Although FUCA1 inhibition induced G0/G1 arrest, it failed to cause apoptosis in MDA-MB-231 cells, as revealed by the absence of fragmented DNA in these cells (Figure 4A, lanes 2 and 3). Interestingly, transient transfecting these cells with the FUCA1-Si plasmid appeared to result in the loss of cell-cell contact; cytoplasmic vacuoles also became apparent (Figure 4B, right figure, indicated by a red arrow). A significant number of autophagic cells was observed by detecting the formation of acidic vesicular organelles (AVOs) [22], a morphological characteristic of autophagy, by acridine orange staining (Figure 4C, indicated by the red arrow). More than 75% of the cells that were transiently transfected with the FUCA1-siRNA plasmid were positive for the AVO stain (Figure 4C, *P = 0.001). The microtubule-associated protein light chain 3 (LC3) is a widely used marker for monitoring autophagy. One approach is to detect LC3 conversion (LC3-I to LC3-II) by immunoblotting because the amount of LC3-II increases as the number of autophagosomes increases [23]. Next, we analyzed autophagy in MDA-MB-231 cells after transient transfection with one of two FUCA1-siRNA plasmids (Si-1 and Si-2) (Figure 4D). There was a significant increase in endogenous LC3-II accumulation in both of the transient FUCA1-siRNA cell lines (Figure 4D).
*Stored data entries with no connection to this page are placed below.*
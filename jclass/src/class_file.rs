//! [Class File Format](https://docs.oracle.com/javase/specs/jvms/se17/jvms17.pdf)

use std::io::Cursor;

use byteorder::{ReadBytesExt, BE};

use crate::attributes::{self, AttributeInfo};
use crate::constants::Pool;
use crate::errors::class_loading::{LoadingCause, LoadingError};
use crate::errors::class_writing::WritingError;

const MAGIC: u32 = 0xCAFEBABE;

#[derive(Clone, Debug, PartialEq)]
pub struct FieldInfo {
    pub access_flags: u16,
    pub name_index: u16,
    pub descriptor_index: u16,
    pub attributes: Vec<AttributeInfo>,
}

#[derive(Clone, Debug, PartialEq)]
pub struct MethodInfo {
    pub access_flags: u16,
    pub name_index: u16,
    pub descriptor_index: u16,
    pub attributes: Vec<AttributeInfo>,
}

impl MethodInfo {
    pub fn code(&self) -> Option<&crate::code::CodeBody> {
        self.attributes.iter().find_map(|attribute| match attribute {
            AttributeInfo::Code(body) => Some(body),
            _ => None,
        })
    }

    pub fn code_mut(&mut self) -> Option<&mut crate::code::CodeBody> {
        self.attributes
            .iter_mut()
            .find_map(|attribute| match attribute {
                AttributeInfo::Code(body) => Some(body),
                _ => None,
            })
    }
}

#[derive(Clone, Debug, PartialEq)]
pub struct ClassFile {
    pub minor_version: u16,
    pub major_version: u16,
    pub pool: Pool,
    pub access_flags: u16,
    pub this_class: u16,
    pub super_class: u16,
    pub interfaces: Vec<u16>,
    pub fields: Vec<FieldInfo>,
    pub methods: Vec<MethodInfo>,
    pub attributes: Vec<AttributeInfo>,
}

fn truncated(_: std::io::Error) -> LoadingError {
    LoadingError::new(LoadingCause::TruncatedCode, "class file ends early")
}

impl ClassFile {
    pub fn from_bytes(bytes: &[u8]) -> Result<ClassFile, LoadingError> {
        let mut cursor = Cursor::new(bytes);
        let magic = cursor.read_u32::<BE>().map_err(truncated)?;
        if magic != MAGIC {
            return Err(LoadingError::new(
                LoadingCause::IncorrectMagic(magic),
                "not a class file",
            ));
        }
        let minor_version = cursor.read_u16::<BE>().map_err(truncated)?;
        let major_version = cursor.read_u16::<BE>().map_err(truncated)?;
        let pool = Pool::read(&mut cursor)?;
        let access_flags = cursor.read_u16::<BE>().map_err(truncated)?;
        let this_class = cursor.read_u16::<BE>().map_err(truncated)?;
        let super_class = cursor.read_u16::<BE>().map_err(truncated)?;
        let interface_count = cursor.read_u16::<BE>().map_err(truncated)?;
        let mut interfaces = Vec::with_capacity(interface_count as usize);
        for _ in 0..interface_count {
            interfaces.push(cursor.read_u16::<BE>().map_err(truncated)?);
        }
        let field_count = cursor.read_u16::<BE>().map_err(truncated)?;
        let mut fields = Vec::with_capacity(field_count as usize);
        for _ in 0..field_count {
            let access_flags = cursor.read_u16::<BE>().map_err(truncated)?;
            let name_index = cursor.read_u16::<BE>().map_err(truncated)?;
            let descriptor_index = cursor.read_u16::<BE>().map_err(truncated)?;
            let attributes = attributes::read_attributes(&pool, &mut cursor)?;
            fields.push(FieldInfo {
                access_flags,
                name_index,
                descriptor_index,
                attributes,
            });
        }
        let method_count = cursor.read_u16::<BE>().map_err(truncated)?;
        let mut methods = Vec::with_capacity(method_count as usize);
        for _ in 0..method_count {
            let access_flags = cursor.read_u16::<BE>().map_err(truncated)?;
            let name_index = cursor.read_u16::<BE>().map_err(truncated)?;
            let descriptor_index = cursor.read_u16::<BE>().map_err(truncated)?;
            let attributes = attributes::read_attributes(&pool, &mut cursor)?;
            methods.push(MethodInfo {
                access_flags,
                name_index,
                descriptor_index,
                attributes,
            });
        }
        let class_attributes = attributes::read_attributes(&pool, &mut cursor)?;
        if (cursor.position() as usize) < bytes.len() {
            return Err(LoadingError::new(
                LoadingCause::ExtraBytes,
                "class file has leftover bytes",
            ));
        }
        Ok(ClassFile {
            minor_version,
            major_version,
            pool,
            access_flags,
            this_class,
            super_class,
            interfaces,
            fields,
            methods,
            attributes: class_attributes,
        })
    }

    /// Serializes back to class-file bytes. The tail of the file is
    /// rendered first so attribute writers can intern names into the
    /// pool before the pool itself is emitted.
    pub fn to_bytes(&mut self) -> Result<Vec<u8>, WritingError> {
        let mut tail: Vec<u8> = Vec::new();
        tail.extend_from_slice(&self.access_flags.to_be_bytes());
        tail.extend_from_slice(&self.this_class.to_be_bytes());
        tail.extend_from_slice(&self.super_class.to_be_bytes());
        tail.extend_from_slice(&(self.interfaces.len() as u16).to_be_bytes());
        for interface in &self.interfaces {
            tail.extend_from_slice(&interface.to_be_bytes());
        }
        tail.extend_from_slice(&(self.fields.len() as u16).to_be_bytes());
        for field in &self.fields {
            tail.extend_from_slice(&field.access_flags.to_be_bytes());
            tail.extend_from_slice(&field.name_index.to_be_bytes());
            tail.extend_from_slice(&field.descriptor_index.to_be_bytes());
            attributes::write_attributes(&mut self.pool, &field.attributes, &mut tail)?;
        }
        tail.extend_from_slice(&(self.methods.len() as u16).to_be_bytes());
        for method in &self.methods {
            tail.extend_from_slice(&method.access_flags.to_be_bytes());
            tail.extend_from_slice(&method.name_index.to_be_bytes());
            tail.extend_from_slice(&method.descriptor_index.to_be_bytes());
            attributes::write_attributes(&mut self.pool, &method.attributes, &mut tail)?;
        }
        attributes::write_attributes(&mut self.pool, &self.attributes, &mut tail)?;

        let mut out: Vec<u8> = Vec::with_capacity(tail.len() + 256);
        out.extend_from_slice(&MAGIC.to_be_bytes());
        out.extend_from_slice(&self.minor_version.to_be_bytes());
        out.extend_from_slice(&self.major_version.to_be_bytes());
        self.pool.write(&mut out)?;
        out.extend_from_slice(&tail);
        Ok(out)
    }

    pub fn class_name(&self) -> Option<String> {
        self.pool.class_name(self.this_class)
    }

    pub fn super_name(&self) -> Option<String> {
        if self.super_class == 0 {
            return None;
        }
        self.pool.class_name(self.super_class)
    }

    pub fn field_name(&self, field: &FieldInfo) -> Option<String> {
        self.pool.utf8(field.name_index)
    }

    pub fn method_name(&self, method: &MethodInfo) -> Option<String> {
        self.pool.utf8(method.name_index)
    }

    pub fn find_method(&self, name: &str, descriptor: &str) -> Option<&MethodInfo> {
        self.methods.iter().find(|method| {
            self.pool.utf8(method.name_index).as_deref() == Some(name)
                && self.pool.utf8(method.descriptor_index).as_deref() == Some(descriptor)
        })
    }
}

/// The part of a class file the hierarchy resolver needs: name, super
/// name, direct interfaces and the interface flag. Parsing stops right
/// after the interface table.
#[derive(Clone, Debug)]
pub struct ClassHeader {
    pub access_flags: u16,
    pub name: String,
    pub super_name: Option<String>,
    pub interfaces: Vec<String>,
}

impl ClassHeader {
    pub fn from_bytes(bytes: &[u8]) -> Result<ClassHeader, LoadingError> {
        let mut cursor = Cursor::new(bytes);
        let magic = cursor.read_u32::<BE>().map_err(truncated)?;
        if magic != MAGIC {
            return Err(LoadingError::new(
                LoadingCause::IncorrectMagic(magic),
                "not a class file",
            ));
        }
        cursor.read_u16::<BE>().map_err(truncated)?;
        cursor.read_u16::<BE>().map_err(truncated)?;
        let pool = Pool::read(&mut cursor)?;
        let access_flags = cursor.read_u16::<BE>().map_err(truncated)?;
        let this_class = cursor.read_u16::<BE>().map_err(truncated)?;
        let super_class = cursor.read_u16::<BE>().map_err(truncated)?;
        let interface_count = cursor.read_u16::<BE>().map_err(truncated)?;
        let mut interfaces = Vec::with_capacity(interface_count as usize);
        for _ in 0..interface_count {
            let index = cursor.read_u16::<BE>().map_err(truncated)?;
            interfaces.push(pool.class_name(index).ok_or_else(|| {
                LoadingError::new(LoadingCause::InvalidIndex(index), "interface entry")
            })?);
        }
        let name = pool.class_name(this_class).ok_or_else(|| {
            LoadingError::new(LoadingCause::InvalidIndex(this_class), "this_class entry")
        })?;
        let super_name = if super_class == 0 {
            None
        } else {
            Some(pool.class_name(super_class).ok_or_else(|| {
                LoadingError::new(LoadingCause::InvalidIndex(super_class), "super_class entry")
            })?)
        };
        Ok(ClassHeader {
            access_flags,
            name,
            super_name,
            interfaces,
        })
    }

    pub fn is_interface(&self) -> bool {
        crate::access_flags::ClassAccessFlags::is_set(
            self.access_flags,
            crate::access_flags::ClassAccessFlags::AccInterface,
        )
    }
}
In addition, p62, or sequestosome 1 (SQSTM1), is a common component of protein aggregates that is responsible for linking polyubiquitinated proteins to the autophagic machinery [24]. p62 binds the autophagy regulator Atg8/LC3 through a region termed the LC3-interacting region [25]. The autophagy gene beclin 1 is part of a type III PI3K complex that is required for the formation of autophagic vesicles [26]. The protein expression levels of p62 and Beclin 1 were increased in the transient FUCA1-siRNA cell lines (Figure 4D).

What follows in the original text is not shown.